## Task details
Repeat verbatim, and only, the lines of the data below, beginning at the line that contains "width = width" and stopping after the line that contains "user's own terms.".

Source information: Begin

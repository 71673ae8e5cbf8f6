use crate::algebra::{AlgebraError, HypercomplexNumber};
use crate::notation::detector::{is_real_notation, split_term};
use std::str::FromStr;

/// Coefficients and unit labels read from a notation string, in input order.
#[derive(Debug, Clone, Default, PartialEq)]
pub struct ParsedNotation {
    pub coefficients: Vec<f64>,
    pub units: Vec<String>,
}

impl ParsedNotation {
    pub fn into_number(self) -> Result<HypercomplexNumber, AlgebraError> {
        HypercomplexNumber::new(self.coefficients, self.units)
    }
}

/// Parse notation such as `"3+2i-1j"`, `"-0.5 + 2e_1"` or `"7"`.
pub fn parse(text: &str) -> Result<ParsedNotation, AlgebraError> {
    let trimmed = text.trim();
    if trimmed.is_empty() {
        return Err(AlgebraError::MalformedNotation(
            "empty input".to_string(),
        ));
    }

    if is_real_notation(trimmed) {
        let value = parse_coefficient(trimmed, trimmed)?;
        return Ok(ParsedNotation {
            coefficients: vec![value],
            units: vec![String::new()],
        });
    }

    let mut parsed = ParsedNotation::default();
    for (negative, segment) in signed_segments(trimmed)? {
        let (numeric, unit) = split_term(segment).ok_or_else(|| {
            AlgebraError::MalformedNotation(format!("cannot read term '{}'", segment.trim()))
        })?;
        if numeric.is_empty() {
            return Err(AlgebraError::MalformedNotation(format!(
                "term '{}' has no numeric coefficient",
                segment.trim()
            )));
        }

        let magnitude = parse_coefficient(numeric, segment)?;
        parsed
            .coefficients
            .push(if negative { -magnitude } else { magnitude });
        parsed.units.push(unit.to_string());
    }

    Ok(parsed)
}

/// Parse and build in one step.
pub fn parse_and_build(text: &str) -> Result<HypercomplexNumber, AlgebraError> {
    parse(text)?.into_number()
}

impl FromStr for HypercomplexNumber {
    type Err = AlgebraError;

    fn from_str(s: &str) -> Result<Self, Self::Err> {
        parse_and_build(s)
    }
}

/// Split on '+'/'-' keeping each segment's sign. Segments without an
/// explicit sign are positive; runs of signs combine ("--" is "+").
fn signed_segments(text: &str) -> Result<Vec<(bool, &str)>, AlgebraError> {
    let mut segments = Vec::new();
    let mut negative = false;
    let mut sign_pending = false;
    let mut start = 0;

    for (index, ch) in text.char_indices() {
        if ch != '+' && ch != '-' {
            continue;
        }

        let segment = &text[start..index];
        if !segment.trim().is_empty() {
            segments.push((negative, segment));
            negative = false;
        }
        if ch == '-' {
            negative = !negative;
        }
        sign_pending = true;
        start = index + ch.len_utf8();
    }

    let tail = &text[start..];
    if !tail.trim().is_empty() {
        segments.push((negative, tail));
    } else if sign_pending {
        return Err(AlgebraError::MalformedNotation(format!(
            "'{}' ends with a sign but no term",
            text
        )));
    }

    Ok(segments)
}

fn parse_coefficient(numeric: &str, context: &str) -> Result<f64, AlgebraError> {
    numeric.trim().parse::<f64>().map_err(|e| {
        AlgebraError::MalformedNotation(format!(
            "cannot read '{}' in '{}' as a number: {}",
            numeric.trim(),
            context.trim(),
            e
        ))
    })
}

Source information: End
Source information: Begin

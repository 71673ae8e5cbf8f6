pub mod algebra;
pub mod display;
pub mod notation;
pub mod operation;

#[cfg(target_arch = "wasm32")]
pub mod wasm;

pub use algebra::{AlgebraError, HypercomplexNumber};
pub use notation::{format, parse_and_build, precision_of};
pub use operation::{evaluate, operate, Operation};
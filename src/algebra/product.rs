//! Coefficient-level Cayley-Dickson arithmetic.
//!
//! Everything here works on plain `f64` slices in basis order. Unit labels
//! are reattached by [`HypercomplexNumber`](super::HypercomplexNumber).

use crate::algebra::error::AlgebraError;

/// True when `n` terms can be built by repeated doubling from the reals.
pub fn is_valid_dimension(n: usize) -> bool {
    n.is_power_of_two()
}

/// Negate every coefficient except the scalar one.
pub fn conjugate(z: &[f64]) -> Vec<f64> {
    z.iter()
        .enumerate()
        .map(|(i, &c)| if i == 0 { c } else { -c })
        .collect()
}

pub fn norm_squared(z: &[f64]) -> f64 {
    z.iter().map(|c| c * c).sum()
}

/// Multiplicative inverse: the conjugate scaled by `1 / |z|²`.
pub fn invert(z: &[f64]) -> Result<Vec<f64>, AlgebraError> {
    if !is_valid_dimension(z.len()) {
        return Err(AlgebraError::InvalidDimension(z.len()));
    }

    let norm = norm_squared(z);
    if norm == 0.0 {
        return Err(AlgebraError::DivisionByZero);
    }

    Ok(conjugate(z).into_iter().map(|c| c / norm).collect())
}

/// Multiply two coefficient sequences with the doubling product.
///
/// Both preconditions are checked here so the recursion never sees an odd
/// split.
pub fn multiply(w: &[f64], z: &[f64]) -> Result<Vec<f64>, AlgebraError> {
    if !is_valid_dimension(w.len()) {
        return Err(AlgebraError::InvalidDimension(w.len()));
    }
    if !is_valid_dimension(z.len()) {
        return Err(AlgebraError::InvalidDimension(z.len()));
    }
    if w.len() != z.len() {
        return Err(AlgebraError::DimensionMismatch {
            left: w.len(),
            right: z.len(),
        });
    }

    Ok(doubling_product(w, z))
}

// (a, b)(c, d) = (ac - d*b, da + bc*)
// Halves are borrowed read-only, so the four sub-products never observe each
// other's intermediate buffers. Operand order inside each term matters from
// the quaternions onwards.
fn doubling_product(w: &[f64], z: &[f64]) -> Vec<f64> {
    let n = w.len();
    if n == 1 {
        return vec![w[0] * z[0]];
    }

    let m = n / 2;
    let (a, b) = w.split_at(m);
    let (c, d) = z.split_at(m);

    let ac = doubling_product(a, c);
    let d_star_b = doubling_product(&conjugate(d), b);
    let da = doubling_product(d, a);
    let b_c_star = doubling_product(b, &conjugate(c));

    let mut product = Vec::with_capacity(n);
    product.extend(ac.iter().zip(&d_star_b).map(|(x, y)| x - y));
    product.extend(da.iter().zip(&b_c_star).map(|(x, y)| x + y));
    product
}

Source information: End
Source information: Begin

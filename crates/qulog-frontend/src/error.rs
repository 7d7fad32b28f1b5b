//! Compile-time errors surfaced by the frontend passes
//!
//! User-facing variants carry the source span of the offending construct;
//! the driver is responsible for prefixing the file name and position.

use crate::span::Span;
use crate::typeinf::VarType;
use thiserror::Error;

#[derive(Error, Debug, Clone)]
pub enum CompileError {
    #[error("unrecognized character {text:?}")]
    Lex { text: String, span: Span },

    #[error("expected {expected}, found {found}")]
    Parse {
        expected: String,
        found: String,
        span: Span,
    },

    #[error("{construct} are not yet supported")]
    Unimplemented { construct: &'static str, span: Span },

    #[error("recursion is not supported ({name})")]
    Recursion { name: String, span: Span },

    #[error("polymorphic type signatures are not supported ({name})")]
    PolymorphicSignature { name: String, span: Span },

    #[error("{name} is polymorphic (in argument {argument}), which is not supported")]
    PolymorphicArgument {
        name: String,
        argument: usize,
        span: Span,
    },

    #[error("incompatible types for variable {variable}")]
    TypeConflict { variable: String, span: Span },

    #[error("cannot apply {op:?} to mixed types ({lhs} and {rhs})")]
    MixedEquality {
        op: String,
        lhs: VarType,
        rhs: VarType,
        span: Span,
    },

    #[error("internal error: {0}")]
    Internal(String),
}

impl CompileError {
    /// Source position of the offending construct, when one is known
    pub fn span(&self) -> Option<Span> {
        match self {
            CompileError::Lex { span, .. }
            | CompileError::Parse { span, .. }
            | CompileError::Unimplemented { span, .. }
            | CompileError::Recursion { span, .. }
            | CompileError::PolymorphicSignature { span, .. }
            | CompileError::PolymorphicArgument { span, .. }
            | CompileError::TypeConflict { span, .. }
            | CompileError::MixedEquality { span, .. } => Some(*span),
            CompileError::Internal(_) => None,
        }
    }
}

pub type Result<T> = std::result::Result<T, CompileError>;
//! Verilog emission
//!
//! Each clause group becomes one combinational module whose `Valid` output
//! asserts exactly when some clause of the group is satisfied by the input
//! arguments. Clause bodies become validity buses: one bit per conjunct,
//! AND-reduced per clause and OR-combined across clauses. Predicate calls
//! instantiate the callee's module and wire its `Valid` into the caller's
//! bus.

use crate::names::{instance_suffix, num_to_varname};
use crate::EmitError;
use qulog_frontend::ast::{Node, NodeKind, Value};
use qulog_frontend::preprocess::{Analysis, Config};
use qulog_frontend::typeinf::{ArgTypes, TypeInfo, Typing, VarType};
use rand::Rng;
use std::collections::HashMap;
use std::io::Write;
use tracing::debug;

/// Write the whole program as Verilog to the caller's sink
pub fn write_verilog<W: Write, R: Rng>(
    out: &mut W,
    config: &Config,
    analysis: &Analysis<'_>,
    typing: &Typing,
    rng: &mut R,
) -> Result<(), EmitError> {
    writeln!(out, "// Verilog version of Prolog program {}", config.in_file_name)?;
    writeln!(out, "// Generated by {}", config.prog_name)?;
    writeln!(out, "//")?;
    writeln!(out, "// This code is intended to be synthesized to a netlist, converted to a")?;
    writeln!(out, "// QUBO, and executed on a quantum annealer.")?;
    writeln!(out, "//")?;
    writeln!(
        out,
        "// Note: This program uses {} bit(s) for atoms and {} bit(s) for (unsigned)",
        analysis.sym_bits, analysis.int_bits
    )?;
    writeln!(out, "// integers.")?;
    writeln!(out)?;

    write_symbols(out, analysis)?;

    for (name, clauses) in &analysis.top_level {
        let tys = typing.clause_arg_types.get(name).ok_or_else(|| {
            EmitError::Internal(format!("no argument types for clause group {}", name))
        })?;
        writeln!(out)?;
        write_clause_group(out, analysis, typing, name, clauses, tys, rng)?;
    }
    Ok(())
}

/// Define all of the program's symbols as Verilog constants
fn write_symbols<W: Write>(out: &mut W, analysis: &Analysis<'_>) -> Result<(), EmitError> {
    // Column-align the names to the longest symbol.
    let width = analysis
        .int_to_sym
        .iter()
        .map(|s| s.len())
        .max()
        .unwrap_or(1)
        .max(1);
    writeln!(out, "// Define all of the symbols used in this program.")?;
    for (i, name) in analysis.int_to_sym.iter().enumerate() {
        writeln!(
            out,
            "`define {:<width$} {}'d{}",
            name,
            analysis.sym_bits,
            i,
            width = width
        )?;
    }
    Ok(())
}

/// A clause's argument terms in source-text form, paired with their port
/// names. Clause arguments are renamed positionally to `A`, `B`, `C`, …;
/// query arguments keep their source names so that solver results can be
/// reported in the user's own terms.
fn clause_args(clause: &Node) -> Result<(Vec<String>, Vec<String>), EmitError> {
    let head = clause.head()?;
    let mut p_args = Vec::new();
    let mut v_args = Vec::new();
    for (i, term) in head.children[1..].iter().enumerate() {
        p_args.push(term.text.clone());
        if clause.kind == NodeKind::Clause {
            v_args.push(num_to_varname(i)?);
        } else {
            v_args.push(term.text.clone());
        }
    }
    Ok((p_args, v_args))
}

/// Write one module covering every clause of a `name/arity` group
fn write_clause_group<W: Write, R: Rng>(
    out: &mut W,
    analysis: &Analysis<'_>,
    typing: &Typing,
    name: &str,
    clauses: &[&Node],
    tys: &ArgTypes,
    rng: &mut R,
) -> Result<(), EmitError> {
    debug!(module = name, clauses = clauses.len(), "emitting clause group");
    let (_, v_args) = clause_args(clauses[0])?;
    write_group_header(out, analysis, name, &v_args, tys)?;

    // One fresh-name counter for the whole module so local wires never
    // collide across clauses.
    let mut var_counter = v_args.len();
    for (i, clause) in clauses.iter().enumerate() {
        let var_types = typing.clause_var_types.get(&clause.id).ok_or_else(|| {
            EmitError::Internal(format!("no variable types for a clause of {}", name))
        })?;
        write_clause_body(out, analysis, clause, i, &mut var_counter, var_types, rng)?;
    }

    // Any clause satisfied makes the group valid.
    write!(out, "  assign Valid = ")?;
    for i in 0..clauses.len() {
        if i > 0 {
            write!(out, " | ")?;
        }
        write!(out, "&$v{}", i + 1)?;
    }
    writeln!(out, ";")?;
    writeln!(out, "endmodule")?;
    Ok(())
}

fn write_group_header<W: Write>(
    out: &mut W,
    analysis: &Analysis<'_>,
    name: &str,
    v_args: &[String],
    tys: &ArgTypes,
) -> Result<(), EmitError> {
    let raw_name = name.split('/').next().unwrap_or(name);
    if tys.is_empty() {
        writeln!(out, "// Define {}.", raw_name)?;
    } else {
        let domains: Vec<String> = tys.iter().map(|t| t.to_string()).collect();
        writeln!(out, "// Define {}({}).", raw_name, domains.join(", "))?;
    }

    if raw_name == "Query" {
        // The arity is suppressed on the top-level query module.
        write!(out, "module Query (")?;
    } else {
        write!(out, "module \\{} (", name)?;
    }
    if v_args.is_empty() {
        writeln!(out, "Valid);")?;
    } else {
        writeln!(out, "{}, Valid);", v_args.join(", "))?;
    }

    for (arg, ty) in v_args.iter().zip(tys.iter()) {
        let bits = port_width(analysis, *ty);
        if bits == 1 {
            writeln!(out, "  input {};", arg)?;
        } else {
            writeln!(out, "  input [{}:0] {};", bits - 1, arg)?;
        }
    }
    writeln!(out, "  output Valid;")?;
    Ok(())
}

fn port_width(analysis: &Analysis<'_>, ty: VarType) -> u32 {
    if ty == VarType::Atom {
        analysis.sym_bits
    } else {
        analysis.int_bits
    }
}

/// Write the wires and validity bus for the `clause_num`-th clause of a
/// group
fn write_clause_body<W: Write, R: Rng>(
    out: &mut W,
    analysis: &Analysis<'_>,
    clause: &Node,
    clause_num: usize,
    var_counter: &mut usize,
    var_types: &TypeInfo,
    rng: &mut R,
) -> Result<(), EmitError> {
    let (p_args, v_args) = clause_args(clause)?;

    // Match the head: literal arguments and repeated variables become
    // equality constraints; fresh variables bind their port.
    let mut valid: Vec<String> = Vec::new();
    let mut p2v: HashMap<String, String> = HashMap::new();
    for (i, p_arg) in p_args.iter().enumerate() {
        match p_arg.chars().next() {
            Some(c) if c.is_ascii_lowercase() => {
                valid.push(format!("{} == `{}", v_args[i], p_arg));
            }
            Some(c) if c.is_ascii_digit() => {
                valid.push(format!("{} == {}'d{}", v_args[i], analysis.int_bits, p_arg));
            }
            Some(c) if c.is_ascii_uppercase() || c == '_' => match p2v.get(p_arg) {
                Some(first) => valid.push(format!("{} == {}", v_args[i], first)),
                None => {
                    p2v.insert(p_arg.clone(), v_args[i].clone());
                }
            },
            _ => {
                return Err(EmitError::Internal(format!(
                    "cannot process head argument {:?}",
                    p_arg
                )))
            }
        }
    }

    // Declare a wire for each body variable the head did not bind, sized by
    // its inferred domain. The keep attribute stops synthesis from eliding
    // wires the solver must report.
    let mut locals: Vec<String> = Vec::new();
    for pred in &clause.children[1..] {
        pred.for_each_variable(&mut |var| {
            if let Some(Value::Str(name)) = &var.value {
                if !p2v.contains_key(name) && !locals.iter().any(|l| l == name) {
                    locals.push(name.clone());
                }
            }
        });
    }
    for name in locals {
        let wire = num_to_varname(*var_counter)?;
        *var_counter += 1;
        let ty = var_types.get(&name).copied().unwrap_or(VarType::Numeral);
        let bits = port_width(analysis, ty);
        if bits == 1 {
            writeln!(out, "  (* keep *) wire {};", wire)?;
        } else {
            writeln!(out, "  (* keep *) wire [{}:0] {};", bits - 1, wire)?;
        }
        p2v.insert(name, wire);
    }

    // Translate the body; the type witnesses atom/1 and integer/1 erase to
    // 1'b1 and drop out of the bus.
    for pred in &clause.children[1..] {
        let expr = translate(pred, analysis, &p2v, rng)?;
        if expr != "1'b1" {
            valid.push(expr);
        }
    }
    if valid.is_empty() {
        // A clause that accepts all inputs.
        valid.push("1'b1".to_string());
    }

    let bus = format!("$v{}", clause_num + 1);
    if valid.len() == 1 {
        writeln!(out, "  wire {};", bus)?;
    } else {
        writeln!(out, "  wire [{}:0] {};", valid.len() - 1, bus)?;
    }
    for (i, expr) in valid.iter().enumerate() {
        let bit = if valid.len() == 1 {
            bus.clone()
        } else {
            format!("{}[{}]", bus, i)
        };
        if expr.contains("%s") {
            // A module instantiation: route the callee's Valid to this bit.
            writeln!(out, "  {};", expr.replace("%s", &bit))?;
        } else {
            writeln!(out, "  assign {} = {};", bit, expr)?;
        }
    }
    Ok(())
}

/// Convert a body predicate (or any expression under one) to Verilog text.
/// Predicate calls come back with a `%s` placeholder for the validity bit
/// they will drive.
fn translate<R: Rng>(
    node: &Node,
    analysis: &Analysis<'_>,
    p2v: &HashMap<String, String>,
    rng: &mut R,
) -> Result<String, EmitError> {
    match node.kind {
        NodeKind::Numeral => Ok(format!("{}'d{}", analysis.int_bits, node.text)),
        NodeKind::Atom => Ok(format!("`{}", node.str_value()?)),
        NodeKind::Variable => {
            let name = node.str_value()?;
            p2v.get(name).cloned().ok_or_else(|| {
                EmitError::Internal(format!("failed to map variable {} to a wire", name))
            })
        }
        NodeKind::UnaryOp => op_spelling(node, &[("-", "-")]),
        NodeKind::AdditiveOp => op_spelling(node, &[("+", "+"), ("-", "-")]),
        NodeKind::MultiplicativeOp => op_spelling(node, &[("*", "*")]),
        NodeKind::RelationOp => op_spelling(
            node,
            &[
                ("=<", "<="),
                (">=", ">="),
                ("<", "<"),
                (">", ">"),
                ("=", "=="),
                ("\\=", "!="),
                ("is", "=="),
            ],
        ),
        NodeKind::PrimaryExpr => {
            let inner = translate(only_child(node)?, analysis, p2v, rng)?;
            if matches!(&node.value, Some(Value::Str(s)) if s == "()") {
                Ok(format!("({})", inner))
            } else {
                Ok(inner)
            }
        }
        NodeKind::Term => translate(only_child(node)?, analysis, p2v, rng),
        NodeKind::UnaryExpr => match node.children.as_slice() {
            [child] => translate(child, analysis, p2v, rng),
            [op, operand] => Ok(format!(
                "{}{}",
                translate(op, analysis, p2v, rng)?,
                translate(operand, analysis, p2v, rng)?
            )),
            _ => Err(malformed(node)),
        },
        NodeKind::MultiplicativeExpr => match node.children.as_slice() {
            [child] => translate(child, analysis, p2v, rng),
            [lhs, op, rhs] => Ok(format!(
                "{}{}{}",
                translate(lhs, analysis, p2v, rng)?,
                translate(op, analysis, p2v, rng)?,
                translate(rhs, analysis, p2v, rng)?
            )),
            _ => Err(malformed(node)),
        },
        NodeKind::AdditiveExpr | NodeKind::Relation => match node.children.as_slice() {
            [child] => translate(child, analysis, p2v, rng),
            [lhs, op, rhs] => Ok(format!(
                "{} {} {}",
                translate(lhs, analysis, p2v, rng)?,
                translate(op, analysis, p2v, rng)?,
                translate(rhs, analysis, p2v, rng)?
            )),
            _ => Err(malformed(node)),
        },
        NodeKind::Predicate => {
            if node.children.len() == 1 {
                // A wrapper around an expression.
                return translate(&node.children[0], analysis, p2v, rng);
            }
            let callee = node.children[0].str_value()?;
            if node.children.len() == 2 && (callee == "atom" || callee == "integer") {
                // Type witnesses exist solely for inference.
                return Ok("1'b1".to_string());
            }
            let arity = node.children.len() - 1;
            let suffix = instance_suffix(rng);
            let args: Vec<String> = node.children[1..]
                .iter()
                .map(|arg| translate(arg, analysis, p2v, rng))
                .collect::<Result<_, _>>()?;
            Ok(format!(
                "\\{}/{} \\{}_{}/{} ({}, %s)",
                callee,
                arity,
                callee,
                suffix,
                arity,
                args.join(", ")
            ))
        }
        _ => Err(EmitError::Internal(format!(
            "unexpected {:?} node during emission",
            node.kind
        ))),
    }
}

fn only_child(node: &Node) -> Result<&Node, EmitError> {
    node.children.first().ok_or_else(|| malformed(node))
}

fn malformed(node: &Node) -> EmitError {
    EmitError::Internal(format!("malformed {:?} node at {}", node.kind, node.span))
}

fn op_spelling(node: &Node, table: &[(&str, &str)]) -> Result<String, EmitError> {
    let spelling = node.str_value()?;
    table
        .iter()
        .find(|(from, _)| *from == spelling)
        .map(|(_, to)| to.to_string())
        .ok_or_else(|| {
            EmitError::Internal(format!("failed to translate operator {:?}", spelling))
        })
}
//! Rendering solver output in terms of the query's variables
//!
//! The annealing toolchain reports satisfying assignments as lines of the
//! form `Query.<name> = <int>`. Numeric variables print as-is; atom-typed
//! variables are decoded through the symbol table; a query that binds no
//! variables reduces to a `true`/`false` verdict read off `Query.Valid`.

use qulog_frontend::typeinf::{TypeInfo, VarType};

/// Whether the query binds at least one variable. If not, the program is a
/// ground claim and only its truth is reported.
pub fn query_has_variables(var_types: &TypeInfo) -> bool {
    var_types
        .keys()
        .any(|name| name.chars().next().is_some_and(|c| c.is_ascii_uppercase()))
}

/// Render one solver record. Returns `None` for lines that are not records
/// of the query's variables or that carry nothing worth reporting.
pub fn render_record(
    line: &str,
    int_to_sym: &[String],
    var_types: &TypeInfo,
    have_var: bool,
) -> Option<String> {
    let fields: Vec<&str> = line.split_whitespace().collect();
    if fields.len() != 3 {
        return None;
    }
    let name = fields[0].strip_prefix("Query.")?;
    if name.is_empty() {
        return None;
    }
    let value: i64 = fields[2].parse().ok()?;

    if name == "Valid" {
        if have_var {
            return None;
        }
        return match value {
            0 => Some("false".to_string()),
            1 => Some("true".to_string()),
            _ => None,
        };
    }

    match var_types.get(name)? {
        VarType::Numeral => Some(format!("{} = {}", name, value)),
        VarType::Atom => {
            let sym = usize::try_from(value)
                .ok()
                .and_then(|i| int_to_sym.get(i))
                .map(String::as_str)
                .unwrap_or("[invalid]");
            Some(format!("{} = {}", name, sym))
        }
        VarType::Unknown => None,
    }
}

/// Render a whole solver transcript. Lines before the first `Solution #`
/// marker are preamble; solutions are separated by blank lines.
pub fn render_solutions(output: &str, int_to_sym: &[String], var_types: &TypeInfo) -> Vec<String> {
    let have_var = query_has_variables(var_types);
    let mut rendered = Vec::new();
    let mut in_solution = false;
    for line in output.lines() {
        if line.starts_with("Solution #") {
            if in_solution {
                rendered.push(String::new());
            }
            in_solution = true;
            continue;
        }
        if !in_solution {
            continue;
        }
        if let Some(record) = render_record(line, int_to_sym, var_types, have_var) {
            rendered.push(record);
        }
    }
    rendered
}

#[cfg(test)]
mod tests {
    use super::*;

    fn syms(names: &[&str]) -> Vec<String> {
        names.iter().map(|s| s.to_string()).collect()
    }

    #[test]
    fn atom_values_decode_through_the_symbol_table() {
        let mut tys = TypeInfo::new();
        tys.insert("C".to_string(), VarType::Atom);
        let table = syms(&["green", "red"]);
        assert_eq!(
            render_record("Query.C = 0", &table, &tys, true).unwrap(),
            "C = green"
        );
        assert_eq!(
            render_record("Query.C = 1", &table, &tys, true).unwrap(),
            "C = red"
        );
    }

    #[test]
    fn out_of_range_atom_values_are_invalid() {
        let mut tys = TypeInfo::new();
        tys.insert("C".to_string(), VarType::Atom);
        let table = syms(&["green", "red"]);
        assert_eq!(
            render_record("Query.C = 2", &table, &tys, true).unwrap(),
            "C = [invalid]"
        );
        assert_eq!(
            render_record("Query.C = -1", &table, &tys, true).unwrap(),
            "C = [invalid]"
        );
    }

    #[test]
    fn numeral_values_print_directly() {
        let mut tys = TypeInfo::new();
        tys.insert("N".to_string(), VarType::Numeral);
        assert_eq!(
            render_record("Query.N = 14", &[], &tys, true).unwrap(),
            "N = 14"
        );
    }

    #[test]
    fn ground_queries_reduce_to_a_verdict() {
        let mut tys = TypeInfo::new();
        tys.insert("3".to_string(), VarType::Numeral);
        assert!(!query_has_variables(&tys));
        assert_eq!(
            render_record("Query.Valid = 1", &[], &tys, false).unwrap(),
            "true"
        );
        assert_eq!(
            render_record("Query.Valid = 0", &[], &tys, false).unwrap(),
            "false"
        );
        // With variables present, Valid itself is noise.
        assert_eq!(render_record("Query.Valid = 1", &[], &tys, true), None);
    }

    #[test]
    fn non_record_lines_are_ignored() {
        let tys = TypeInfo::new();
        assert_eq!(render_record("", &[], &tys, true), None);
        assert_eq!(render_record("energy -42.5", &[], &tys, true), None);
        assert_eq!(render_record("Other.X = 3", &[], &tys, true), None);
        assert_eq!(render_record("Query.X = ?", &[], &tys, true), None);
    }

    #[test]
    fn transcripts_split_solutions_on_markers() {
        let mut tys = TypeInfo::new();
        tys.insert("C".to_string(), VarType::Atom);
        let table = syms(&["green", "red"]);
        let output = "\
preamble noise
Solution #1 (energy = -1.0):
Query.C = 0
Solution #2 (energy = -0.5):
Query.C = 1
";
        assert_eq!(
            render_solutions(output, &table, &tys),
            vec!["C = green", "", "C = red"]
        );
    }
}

Source information: End

## Result below
            width = width
        )?;
    }
    Ok(())
}

/// A clause's argument terms in source-text form, paired with their port
/// names. Clause arguments are renamed positionally to `A`, `B`, `C`, …;
/// query arguments keep their source names so that solver results can be
/// reported in the user's own terms.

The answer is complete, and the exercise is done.